◆ **WORK ITEM**
Scan the lines below and report each one containing "Commands" by copying it.

◆ **ENTRIES PROVIDED**

---

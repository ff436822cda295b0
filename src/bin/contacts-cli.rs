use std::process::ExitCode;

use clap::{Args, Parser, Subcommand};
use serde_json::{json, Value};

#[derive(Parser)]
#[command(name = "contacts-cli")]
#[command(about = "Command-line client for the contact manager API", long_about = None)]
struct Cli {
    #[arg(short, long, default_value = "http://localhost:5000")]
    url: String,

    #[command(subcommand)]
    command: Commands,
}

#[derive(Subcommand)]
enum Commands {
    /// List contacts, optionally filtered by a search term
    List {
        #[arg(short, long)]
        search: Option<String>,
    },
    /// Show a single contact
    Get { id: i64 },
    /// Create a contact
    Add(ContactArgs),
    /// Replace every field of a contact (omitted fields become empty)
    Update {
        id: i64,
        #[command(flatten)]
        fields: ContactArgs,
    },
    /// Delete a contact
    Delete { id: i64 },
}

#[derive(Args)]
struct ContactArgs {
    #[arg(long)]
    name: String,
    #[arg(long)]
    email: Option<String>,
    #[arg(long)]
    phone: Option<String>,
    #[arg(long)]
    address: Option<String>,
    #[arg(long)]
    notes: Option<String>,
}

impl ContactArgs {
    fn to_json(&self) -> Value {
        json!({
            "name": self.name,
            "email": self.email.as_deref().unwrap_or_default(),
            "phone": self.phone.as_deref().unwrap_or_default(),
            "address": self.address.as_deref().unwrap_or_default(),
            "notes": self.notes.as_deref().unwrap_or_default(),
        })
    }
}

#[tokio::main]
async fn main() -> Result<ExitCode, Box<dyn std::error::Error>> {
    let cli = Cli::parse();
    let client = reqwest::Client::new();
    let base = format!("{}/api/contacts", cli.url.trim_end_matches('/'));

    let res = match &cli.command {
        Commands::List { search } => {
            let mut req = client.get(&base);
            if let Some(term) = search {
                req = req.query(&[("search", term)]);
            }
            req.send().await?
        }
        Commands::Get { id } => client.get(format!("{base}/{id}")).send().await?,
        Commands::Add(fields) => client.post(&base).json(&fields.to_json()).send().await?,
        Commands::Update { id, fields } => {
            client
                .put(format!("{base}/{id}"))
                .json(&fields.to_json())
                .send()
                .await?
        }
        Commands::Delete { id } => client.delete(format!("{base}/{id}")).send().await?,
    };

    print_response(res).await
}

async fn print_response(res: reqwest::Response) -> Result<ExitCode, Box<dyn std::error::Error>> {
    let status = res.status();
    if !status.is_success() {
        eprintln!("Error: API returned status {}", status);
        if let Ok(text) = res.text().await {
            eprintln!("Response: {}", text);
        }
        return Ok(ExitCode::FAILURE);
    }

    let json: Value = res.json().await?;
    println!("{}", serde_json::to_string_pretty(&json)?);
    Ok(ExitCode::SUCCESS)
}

---

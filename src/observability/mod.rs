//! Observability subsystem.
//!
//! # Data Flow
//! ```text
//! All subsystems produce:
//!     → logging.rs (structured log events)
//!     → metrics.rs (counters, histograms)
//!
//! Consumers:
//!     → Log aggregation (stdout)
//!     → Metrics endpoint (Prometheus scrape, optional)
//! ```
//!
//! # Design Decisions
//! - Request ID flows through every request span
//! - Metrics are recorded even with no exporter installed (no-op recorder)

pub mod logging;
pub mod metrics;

---

◆ **RESULT FOR THIS EXERCISE**
    command: Commands,
enum Commands {
        Commands::List { search } => {
        Commands::Get { id } => client.get(format!("{base}/{id}")).send().await?,
        Commands::Add(fields) => client.post(&base).json(&fields.to_json()).send().await?,
        Commands::Update { id, fields } => {
        Commands::Delete { id } => client.delete(format!("{base}/{id}")).send().await?,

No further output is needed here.